Residents, environmental campaigners and local authorities in southern France have been protesting against E.On’s biomass plans since they were first published several years ago. Nicholas Bell, a spokesperson from SOS Forêt du Sud , who coordinate the campaign in the region, states: ”E.On’s colossal new demand for wood will devastate forests from Cevennes National Park in France to forests overseas. It is not too late for the company to stop those dangerous plans.”
The Open Letter was initiated by German environmental campaigners who want to support the French civil society campaign by putting pressure on the German energy corporation E.On. Peter Gerhardt from Denkhaus Bremen  explains: “It is unacceptable for E.On to seek to profit from renewable energy subsidies by contributing to the destruction of forests in France and elsewhere.”
Almuth Ernsting from Biofuelwatch  adds: „Outdated coal power stations, including, the plant in Gardanne which had already been mothballed, are granted a second life by subsidies for biomass conversion. Far from mitigating climate change, cutting down and burning trees makes it even worse.”

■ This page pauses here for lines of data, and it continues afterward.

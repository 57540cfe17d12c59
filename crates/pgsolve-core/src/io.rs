// crates/pgsolve-core/src/io.rs

//! Serialization helpers for [`Solution`] artifacts.
//!
//! JSON and CBOR read/write with extension-based auto-detection, plus the
//! semicolon-separated `vertex;winner;strategy` CSV dump consumers of the
//! original tooling expect. Unknown/missing extensions are rejected for
//! reads and default to JSON for writes.

use crate::solution::Solution;
use anyhow::{anyhow, Context, Result};
use std::fs::{self, File};
use std::io::{BufReader, BufWriter, Write};
use std::path::Path;

/// Ensure the parent directory for a file exists (no-op if none).
fn ensure_parent_dir(path: &Path) -> Result<()> {
    if let Some(dir) = path.parent() {
        if !dir.as_os_str().is_empty() {
            fs::create_dir_all(dir)
                .with_context(|| format!("creating parent directory {}", dir.display()))?;
        }
    }
    Ok(())
}

fn ext_lower(path: &Path) -> Option<String> {
    path.extension()
        .and_then(|e| e.to_str())
        .map(|s| s.to_ascii_lowercase())
}

/// Read a [`Solution`] from **JSON**.
pub fn read_solution_json<P: AsRef<Path>>(path: P) -> Result<Solution> {
    let path = path.as_ref();
    let f = File::open(path).with_context(|| format!("open {}", path.display()))?;
    let rdr = BufReader::new(f);
    serde_json::from_reader(rdr).with_context(|| "deserialize JSON solution")
}

/// Write a [`Solution`] to **JSON** (pretty).
pub fn write_solution_json<P: AsRef<Path>>(path: P, s: &Solution) -> Result<()> {
    let path = path.as_ref();
    ensure_parent_dir(path)?;
    let f = File::create(path).with_context(|| format!("create {}", path.display()))?;
    let w = BufWriter::new(f);
    serde_json::to_writer_pretty(w, s).with_context(|| "serialize JSON solution")?;
    Ok(())
}

/// Read a [`Solution`] from **CBOR**.
pub fn read_solution_cbor<P: AsRef<Path>>(path: P) -> Result<Solution> {
    let path = path.as_ref();
    let f = File::open(path).with_context(|| format!("open {}", path.display()))?;
    let mut rdr = BufReader::new(f);
    ciborium::de::from_reader(&mut rdr).with_context(|| "deserialize CBOR solution")
}

/// Write a [`Solution`] to **CBOR**.
pub fn write_solution_cbor<P: AsRef<Path>>(path: P, s: &Solution) -> Result<()> {
    let path = path.as_ref();
    ensure_parent_dir(path)?;
    let f = File::create(path).with_context(|| format!("create {}", path.display()))?;
    let mut w = BufWriter::new(f);
    ciborium::ser::into_writer(s, &mut w).with_context(|| "serialize CBOR solution")?;
    Ok(())
}

/// Auto-detect read by extension `.json` / `.cbor` (case-insensitive).
pub fn read_solution_auto<P: AsRef<Path>>(path: P) -> Result<Solution> {
    match ext_lower(path.as_ref()).as_deref() {
        Some("json") => read_solution_json(path),
        Some("cbor") => read_solution_cbor(path),
        Some(other) => Err(anyhow!(
            "unsupported solution extension: {other} (supported: .json, .cbor)"
        )),
        None => Err(anyhow!("path has no extension (expected .json or .cbor)")),
    }
}

/// Auto-detect write (defaults to **JSON** if unknown or missing).
pub fn write_solution_auto<P: AsRef<Path>>(path: P, s: &Solution) -> Result<()> {
    match ext_lower(path.as_ref()).as_deref() {
        Some("cbor") => write_solution_cbor(path, s),
        _ => write_solution_json(path, s),
    }
}

/// Write the `vertex;winner;strategy` CSV dump.
///
/// Undecided vertices print winner `-1`; absent strategies print `-1`.
pub fn write_solution_csv<P: AsRef<Path>>(path: P, s: &Solution) -> Result<()> {
    let path = path.as_ref();
    ensure_parent_dir(path)?;
    let f = File::create(path).with_context(|| format!("create {}", path.display()))?;
    let mut w = BufWriter::new(f);
    writeln!(w, "vertex;winner;strategy")?;
    for v in 0..s.len() {
        let winner = s.winners[v].map_or(-1i64, |p| p.index() as i64);
        let strat = s.strategies[v].map_or(-1i64, i64::from);
        writeln!(w, "{v};{winner};{strat}")?;
    }
    w.flush()?;
    Ok(())
}

#[cfg(test)]
mod tests {
    use super::*;
    use crate::engine::EngineKind;
    use crate::solution::SolverSink;
    use crate::types::Player;

    fn sample() -> Solution {
        let mut s = Solution::new(EngineKind::Spm, 2);
        s.resolve(0, Player::Even, Some(0));
        s.resolve(1, Player::Odd, None);
        s
    }

    #[test]
    fn auto_roundtrip_json_and_cbor() {
        let dir = std::env::temp_dir().join("pgsolve-core-io-test");
        for name in ["s.json", "s.cbor"] {
            let p = dir.join(name);
            write_solution_auto(&p, &sample()).expect("write");
            let back = read_solution_auto(&p).expect("read");
            assert_eq!(back.winners, sample().winners);
            assert_eq!(back.strategies, sample().strategies);
        }
    }

    #[test]
    fn csv_shape() {
        let p = std::env::temp_dir().join("pgsolve-core-io-test/s.csv");
        write_solution_csv(&p, &sample()).expect("write");
        let text = std::fs::read_to_string(&p).expect("read back");
        let mut lines = text.lines();
        assert_eq!(lines.next(), Some("vertex;winner;strategy"));
        assert_eq!(lines.next(), Some("0;0;0"));
        assert_eq!(lines.next(), Some("1;1;-1"));
    }
}
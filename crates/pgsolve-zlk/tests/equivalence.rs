//! Cross-engine equivalence: both engines must report identical winner
//! partitions on every well-formed input, and both partitions must pass
//! the independent verifier.

use pgsolve_core::{GameSolver, GameView, Solution};
use pgsolve_games::generator::random_game;
use pgsolve_games::verify::verify_solution;
use pgsolve_spm::SmallProgressMeasures;
use pgsolve_zlk::UniversalZielonka;

fn check(game: &pgsolve_core::DenseGame, label: &str) {
    let spm: Solution = GameSolver::<SmallProgressMeasures>::solve(game)
        .unwrap_or_else(|e| panic!("{label}: spm failed: {e}"));
    let zlk: Solution = GameSolver::<UniversalZielonka>::solve(game)
        .unwrap_or_else(|e| panic!("{label}: zlk failed: {e}"));

    assert_eq!(spm.winners, zlk.winners, "{label}: winner partitions differ");

    verify_solution(game, &spm).unwrap_or_else(|e| panic!("{label}: spm solution invalid: {e}"));
    verify_solution(game, &zlk).unwrap_or_else(|e| panic!("{label}: zlk solution invalid: {e}"));
}

#[test]
fn random_games_small() {
    for seed in 0..40 {
        let game = random_game(12, 4, 1, 3, seed).expect("generate");
        check(&game, &format!("n=12 seed={seed}"));
    }
}

#[test]
fn random_games_medium() {
    for seed in 0..10 {
        let game = random_game(80, 7, 1, 4, 1000 + seed).expect("generate");
        check(&game, &format!("n=80 seed={seed}"));
    }
}

#[test]
fn random_games_dense_edges() {
    for seed in 0..10 {
        let game = random_game(30, 5, 3, 8, 2000 + seed).expect("generate");
        check(&game, &format!("dense seed={seed}"));
    }
}

#[test]
fn random_games_single_parity_heavy() {
    // Priority band {0,1} stresses the lowest lattice coordinates and the
    // deepest opponent rounds.
    for seed in 0..20 {
        let game = random_game(25, 1, 1, 3, 3000 + seed).expect("generate");
        check(&game, &format!("flat seed={seed}"));
    }
}

#[test]
fn random_games_with_disabled_vertices() {
    for seed in 0..10 {
        let mut game = random_game(40, 5, 2, 4, 4000 + seed).expect("generate");
        // Mask a spread of vertices; keep the game total by construction
        // (min out-degree 2 leaves an escape for most vertices, skip the
        // seed when it does not).
        for v in (0..40).step_by(7) {
            game.disable(v);
        }
        let solvable = (0..40u32).all(|v| {
            game.is_disabled(v) || game.outs(v).iter().any(|&t| !game.is_disabled(t))
        });
        if !solvable {
            continue;
        }
        check(&game, &format!("masked seed={seed}"));
    }
}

E.On had previously converted Ironbridge coal power station in England to wood pellets but decided to close it down following a serious fire. The vast majority of the pellets burned in Ironbridge were imported from the southern US, many of them from the largest North American pellet producer, Enviva , whose practices have been widely condemned by conservation NGOs in the US.
Scot Quaranda from the Dogwood Alliance , an NGO dedicated to protecting southern US forests, explains: “The vast majority of wood pellets imported by European energy companies comes from the southern US, where pellet producers are targeting coastal wetland forests. Those are amongst the world’s most biodiverse forest and aquatic ecosystems outside the tropics. Burning them as ‘renewable energy’ makes a travesty of the term ‘renewable’.
The Open Letter is addressed at the directors of E.On and Uniper, a spin-off company recently formed by E.On which will otherwise be responsible for fossil fuel and for nuclear power station demolition, rather than for renewable energy.